In 1904, Eadweard Muybridge used video to record the way a horse walks and gallops. This classic sequence is widely used and accepted, and accurately shows the horse's progression of footfalls that keep the animal balanced. As it turns out, all four-legged animals use the same footfall sequence, with the timing of those footfalls the only difference.

A recent study, however, has found that half of the depictions of four-legged animals walking in museums, text books, anatomy books, catalogs and toys are wrong. If done correctly, models of quadrupeds walking would not fall over. Stability comes from the correct sequence of footfalls as left-hind, left-fore, right-hind and right-fore, which leaves 3 feet on the ground at all times. The researchers decided it was carelessness and ignorance of biomechanics that caused such a high rate of error universally, around the world.

Interestingly, the highest rate of accuracy in depicting four-legged movement was found in Hollywood productions of imagined animals such as in Jurrasic Park and Lord of the Rings. Now, if only toy manufacturers and text book authors were so imaginative...

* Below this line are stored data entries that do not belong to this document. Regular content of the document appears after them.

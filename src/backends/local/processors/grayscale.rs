use super::kernels::{to_gray, write_gray};
use crate::element::FilterSettings;
use crate::errors::ProcessingError;
use crate::media::Frame;
use crate::traits::FrameProcessor;

/// Grayscale regardless of the filter's mode.
pub struct GrayscaleProcessor;

impl GrayscaleProcessor {
    pub fn new() -> Self {
        Self
    }
}

impl Default for GrayscaleProcessor {
    fn default() -> Self {
        Self::new()
    }
}

impl FrameProcessor for GrayscaleProcessor {
    fn apply(&self, mut frame: Frame, _settings: FilterSettings) -> Result<Frame, ProcessingError> {
        frame.validate()?;
        let gray = to_gray(&frame);
        write_gray(&mut frame, &gray);
        Ok(frame)
    }

    fn name(&self) -> &'static str {
        "grayscale"
    }
}

#[cfg(test)]
mod tests {
    use super::*;

    #[test]
    fn test_ignores_edge_mode() {
        let mut frame = Frame::blank(1, 1);
        frame.set_pixel(0, 0, [255, 0, 0, 255]);

        let out = GrayscaleProcessor::new()
            .apply(frame, FilterSettings::new(0, 0).unwrap())
            .unwrap();
        assert_eq!(out.pixel(0, 0), [29, 29, 29, 255]);
    }
}
// Copyright (c) 2025 Steve Wagner (ciroque@live.com)
// SPDX-License-Identifier: MIT

//! Pixel kernels shared by the local processors.

use crate::media::{Frame, BYTES_PER_PIXEL};

/// Luma of every pixel, BT.601 weights in 8.8 fixed point.
pub fn to_gray(frame: &Frame) -> Vec<u8> {
    frame
        .data
        .chunks_exact(BYTES_PER_PIXEL)
        .map(|px| {
            let (b, g, r) = (px[0] as u32, px[1] as u32, px[2] as u32);
            ((29 * b + 150 * g + 77 * r + 128) >> 8) as u8
        })
        .collect()
}

/// Binary edge map from a gray plane: 255 where the 3x3 Sobel L1 gradient
/// is non-zero and at least `threshold`, 0 elsewhere. The one-pixel border
/// is always 0.
pub fn sobel_edges(gray: &[u8], width: u32, height: u32, threshold: i32) -> Vec<u8> {
    let (w, h) = (width as usize, height as usize);
    let mut out = vec![0u8; w * h];
    if w < 3 || h < 3 {
        return out;
    }

    let at = |x: usize, y: usize| gray[y * w + x] as i32;
    for y in 1..h - 1 {
        for x in 1..w - 1 {
            let gx = (at(x + 1, y - 1) + 2 * at(x + 1, y) + at(x + 1, y + 1))
                - (at(x - 1, y - 1) + 2 * at(x - 1, y) + at(x - 1, y + 1));
            let gy = (at(x - 1, y + 1) + 2 * at(x, y + 1) + at(x + 1, y + 1))
                - (at(x - 1, y - 1) + 2 * at(x, y - 1) + at(x + 1, y - 1));
            let magnitude = gx.abs() + gy.abs();
            if magnitude > 0 && magnitude >= threshold {
                out[y * w + x] = 255;
            }
        }
    }
    out
}

/// Write a gray plane back into `frame`, replicating it into B, G and R.
/// Alpha is kept from the source.
pub fn write_gray(frame: &mut Frame, gray: &[u8]) {
    for (px, &v) in frame.data.chunks_exact_mut(BYTES_PER_PIXEL).zip(gray) {
        px[0] = v;
        px[1] = v;
        px[2] = v;
    }
}
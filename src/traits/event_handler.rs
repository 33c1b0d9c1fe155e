use async_trait::async_trait;

use crate::events::MediaEvent;

/// Receiver of events raised by a media object.
#[async_trait]
pub trait EventHandler: Send + Sync {
    async fn handle(&self, event: &MediaEvent);
}
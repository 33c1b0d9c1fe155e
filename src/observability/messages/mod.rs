// Copyright (c) 2025 Steve Wagner (ciroque@live.com)
// SPDX-License-Identifier: MIT

//! Centralized message types for structured logging.
//!
//! # Organization
//!
//! * `element` - filter construction, settings changes and invocation
//! * `pipeline` - pipeline and object bookkeeping in the media set
//! * `runner` - frame processing lifecycle
//!
//! # Usage Pattern
//!
//! ```rust
//! use plugin_sample::observability::messages::pipeline::PipelineCreated;
//! use plugin_sample::observability::messages::StructuredLog;
//!
//! let msg = PipelineCreated {
//!     pipeline: "0_MediaPipeline",
//!     name: "main",
//! };
//!
//! msg.log();
//! ```

pub mod element;
pub mod pipeline;
pub mod runner;

use tracing::Span;

/// A message that knows its own log level and structured fields.
pub trait StructuredLog {
    /// Emit the message at its level with its fields attached.
    fn log(&self);

    /// A span carrying the message's fields, for scoping nested work.
    fn span(&self, name: &str) -> Span;
}
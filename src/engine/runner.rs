// Copyright (c) 2025 Steve Wagner (ciroque@live.com)
// SPDX-License-Identifier: MIT

//! Drives frames through a plugin-sample filter.
//!
//! A [`FilterRunner`] takes frames from an input channel, processes each
//! one on the blocking pool with the filter's settings as they stand at
//! that moment, and forwards the result to an output channel. While
//! running it raises the filter's events:
//!
//! - `MediaFlowInStateChanged` / `MediaFlowOutStateChanged` when media
//!   first arrives / leaves, and `NotFlowing` for both when the run ends
//! - `FilterConfigurationChanged` when the settings differ from those used
//!   for the previous frame
//! - `Error` for every frame the backend rejects; the run continues
//!
//! The run ends when the input closes, the output receiver is dropped, or
//! the cancellation token fires.

use std::sync::Arc;
use std::time::Instant;

use serde_json::json;
use tokio::sync::mpsc;
use tokio::task::JoinHandle;
use tokio_util::sync::CancellationToken;

use crate::element::{FilterSettings, PluginSampleFilter};
use crate::errors::ProcessingError;
use crate::events::{EventType, FlowState, MediaEvent};
use crate::media::Frame;
use crate::observability::messages::runner::{
    FrameFailed, FrameProcessed, RunnerStarted, RunnerStopped,
};
use crate::observability::messages::StructuredLog;
use crate::traits::MediaObject;

/// Counters reported when a run ends.
#[derive(Debug, Clone, Copy, Default, PartialEq, Eq)]
pub struct RunnerStats {
    pub frames_in: u64,
    pub frames_out: u64,
    pub errors: u64,
    pub config_changes: u64,
}

pub struct FilterRunner {
    filter: Arc<PluginSampleFilter>,
    cancel: CancellationToken,
}

impl FilterRunner {
    pub fn new(filter: Arc<PluginSampleFilter>) -> Self {
        Self {
            filter,
            cancel: CancellationToken::new(),
        }
    }

    /// Token that stops the run when cancelled.
    pub fn cancellation_token(&self) -> CancellationToken {
        self.cancel.clone()
    }

    pub fn spawn(self, input: mpsc::Receiver<Frame>, output: mpsc::Sender<Frame>) -> JoinHandle<RunnerStats> {
        tokio::spawn(self.run(input, output))
    }

    pub async fn run(self, mut input: mpsc::Receiver<Frame>, output: mpsc::Sender<Frame>) -> RunnerStats {
        let object_id = self.filter.id().clone();
        let processor = self.filter.processor();

        let start_msg = RunnerStarted {
            object_id: object_id.as_str(),
            processor: processor.name(),
        };
        start_msg.log();

        let mut stats = RunnerStats::default();
        let mut last_settings = self.filter.settings();
        let (mut flowing_in, mut flowing_out) = (false, false);

        let reason = loop {
            let frame = tokio::select! {
                biased;
                _ = self.cancel.cancelled() => break "cancelled",
                next = input.recv() => match next {
                    Some(frame) => frame,
                    None => break "end of stream",
                },
            };

            let sequence = stats.frames_in;
            stats.frames_in += 1;
            if !flowing_in {
                flowing_in = true;
                self.emit(MediaEvent::flow_in(object_id.clone(), FlowState::Flowing)).await;
            }

            let settings = self.filter.settings();
            if settings != last_settings {
                stats.config_changes += 1;
                self.emit(config_changed(&object_id, last_settings, settings)).await;
                last_settings = settings;
            }

            let frame_size = frame.data.len();
            let started = Instant::now();
            let backend = Arc::clone(&processor);
            let result = tokio::task::spawn_blocking(move || backend.apply(frame, settings))
                .await
                .unwrap_or_else(|e| Err(ProcessingError::Aborted(e.to_string())));

            match result {
                Ok(processed) => {
                    FrameProcessed {
                        object_id: object_id.as_str(),
                        sequence,
                        frame_size,
                        duration: started.elapsed(),
                    }
                    .log();

                    if !flowing_out {
                        flowing_out = true;
                        self.emit(MediaEvent::flow_out(object_id.clone(), FlowState::Flowing)).await;
                    }
                    // cancellation also interrupts a send blocked on a full output
                    let sent = tokio::select! {
                        biased;
                        _ = self.cancel.cancelled() => break "cancelled",
                        sent = output.send(processed) => sent,
                    };
                    if sent.is_err() {
                        break "output closed";
                    }
                    stats.frames_out += 1;
                }
                Err(error) => {
                    stats.errors += 1;
                    FrameFailed {
                        object_id: object_id.as_str(),
                        sequence,
                        error: &error,
                    }
                    .log();
                    self.emit(MediaEvent::error(object_id.clone(), error.code(), error.to_string()))
                        .await;
                }
            }
        };

        if flowing_in {
            self.emit(MediaEvent::flow_in(object_id.clone(), FlowState::NotFlowing)).await;
        }
        if flowing_out {
            self.emit(MediaEvent::flow_out(object_id.clone(), FlowState::NotFlowing)).await;
        }

        RunnerStopped {
            object_id: object_id.as_str(),
            frames_in: stats.frames_in,
            frames_out: stats.frames_out,
            errors: stats.errors,
            reason,
        }
        .log();
        stats
    }

    async fn emit(&self, event: MediaEvent) {
        self.filter.events().emit(&event).await;
    }
}

fn config_changed(
    source: &crate::pipeline::ObjectId,
    old: FilterSettings,
    new: FilterSettings,
) -> MediaEvent {
    MediaEvent::new(
        EventType::FilterConfigurationChanged,
        source.clone(),
        json!({ "old": old, "new": new }),
    )
}
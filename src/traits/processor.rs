use crate::element::FilterSettings;
use crate::errors::ProcessingError;
use crate::media::Frame;

/// Processing strategy behind a filter: turns one frame into another given
/// the filter's current settings.
pub trait FrameProcessor: Send + Sync {
    fn apply(&self, frame: Frame, settings: FilterSettings) -> Result<Frame, ProcessingError>;

    fn name(&self) -> &'static str;
}
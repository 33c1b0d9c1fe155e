// Copyright (c) 2025 Steve Wagner (ciroque@live.com)
// SPDX-License-Identifier: MIT

//! Raw video frames as they flow through a filter.

use std::time::Duration;

use crate::errors::ProcessingError;

/// Packed BGRA, one byte per channel.
pub const BYTES_PER_PIXEL: usize = 4;

/// A single decoded video frame in packed BGRA layout.
#[derive(Debug, Clone, PartialEq, Eq)]
pub struct Frame {
    pub width: u32,
    pub height: u32,
    pub pts: Duration,
    pub data: Vec<u8>,
}

impl Frame {
    /// Build a frame, checking that the buffer matches the dimensions.
    pub fn new(width: u32, height: u32, data: Vec<u8>) -> Result<Self, ProcessingError> {
        let frame = Self {
            width,
            height,
            pts: Duration::ZERO,
            data,
        };
        frame.validate()?;
        Ok(frame)
    }

    /// A fully transparent black frame.
    ///
    /// Panics if the dimensions do not fit in memory, like `vec!`.
    pub fn blank(width: u32, height: u32) -> Self {
        let len = Self::expected_len(width, height).unwrap_or(usize::MAX);
        Self {
            width,
            height,
            pts: Duration::ZERO,
            data: vec![0; len],
        }
    }

    /// Opaque frame with a bright square on a dark background, handy for
    /// exercising edge detection.
    pub fn test_pattern(width: u32, height: u32) -> Self {
        let mut frame = Self::blank(width, height);
        let (x0, x1) = (width / 4, width - width / 4);
        let (y0, y1) = (height / 4, height - height / 4);
        for y in 0..height {
            for x in 0..width {
                let inside = x >= x0 && x < x1 && y >= y0 && y < y1;
                let v = if inside { 220 } else { 20 };
                frame.set_pixel(x, y, [v, v, v, 255]);
            }
        }
        frame
    }

    /// Buffer length for the given dimensions, `None` on overflow.
    pub fn expected_len(width: u32, height: u32) -> Option<usize> {
        (width as usize)
            .checked_mul(height as usize)?
            .checked_mul(BYTES_PER_PIXEL)
    }

    pub fn validate(&self) -> Result<(), ProcessingError> {
        let invalid = |expected| ProcessingError::InvalidFrame {
            width: self.width,
            height: self.height,
            expected,
            actual: self.data.len(),
        };
        // an overflowing size is reported as usize::MAX, which no buffer can match
        let expected = Self::expected_len(self.width, self.height).ok_or_else(|| invalid(usize::MAX))?;
        if self.data.len() != expected {
            return Err(invalid(expected));
        }
        Ok(())
    }

    pub fn pixel_count(&self) -> usize {
        self.width as usize * self.height as usize
    }

    fn offset(&self, x: u32, y: u32) -> usize {
        (y as usize * self.width as usize + x as usize) * BYTES_PER_PIXEL
    }

    /// BGRA value at `(x, y)`. Panics when out of bounds, like slice indexing.
    pub fn pixel(&self, x: u32, y: u32) -> [u8; 4] {
        let i = self.offset(x, y);
        [self.data[i], self.data[i + 1], self.data[i + 2], self.data[i + 3]]
    }

    pub fn set_pixel(&mut self, x: u32, y: u32, bgra: [u8; 4]) {
        let i = self.offset(x, y);
        self.data[i..i + BYTES_PER_PIXEL].copy_from_slice(&bgra);
    }
}

#[cfg(test)]
mod tests {
    use super::*;

    #[test]
    fn test_new_rejects_mismatched_buffer() {
        let err = Frame::new(4, 4, vec![0; 10]).unwrap_err();
        assert_eq!(
            err,
            ProcessingError::InvalidFrame {
                width: 4,
                height: 4,
                expected: 64,
                actual: 10,
            }
        );
    }

    #[test]
    fn test_new_rejects_overflowing_dimensions() {
        let err = Frame::new(u32::MAX, u32::MAX, vec![]).unwrap_err();
        assert!(matches!(
            err,
            ProcessingError::InvalidFrame { expected: usize::MAX, actual: 0, .. }
        ));
        assert_eq!(Frame::expected_len(u32::MAX, u32::MAX), None);
        assert_eq!(Frame::expected_len(3, 2), Some(24));
    }

    #[test]
    fn test_test_pattern_has_bright_center() {
        let frame = Frame::test_pattern(8, 8);
        assert_eq!(frame.pixel(0, 0), [20, 20, 20, 255]);
        assert_eq!(frame.pixel(4, 4), [220, 220, 220, 255]);
        assert!(frame.validate().is_ok());
    }

    #[test]
    fn test_set_pixel_round_trips() {
        let mut frame = Frame::blank(3, 2);
        frame.set_pixel(2, 1, [1, 2, 3, 4]);
        assert_eq!(frame.pixel(2, 1), [1, 2, 3, 4]);
        assert_eq!(frame.pixel(0, 0), [0, 0, 0, 0]);
    }
}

The questions that come to mind about this include why some egghead thought this topic was important enough to warrant applying for and receiving a research grant to conduct the study, and why he couldn't see the benefits of eye-hand coordination development in children trying to keep their toy horse upright. Just imagine how slow and boring the news would become if we saw an increase in irrelevant studies like this. Or, maybe it isn't irrelevant. Who knows?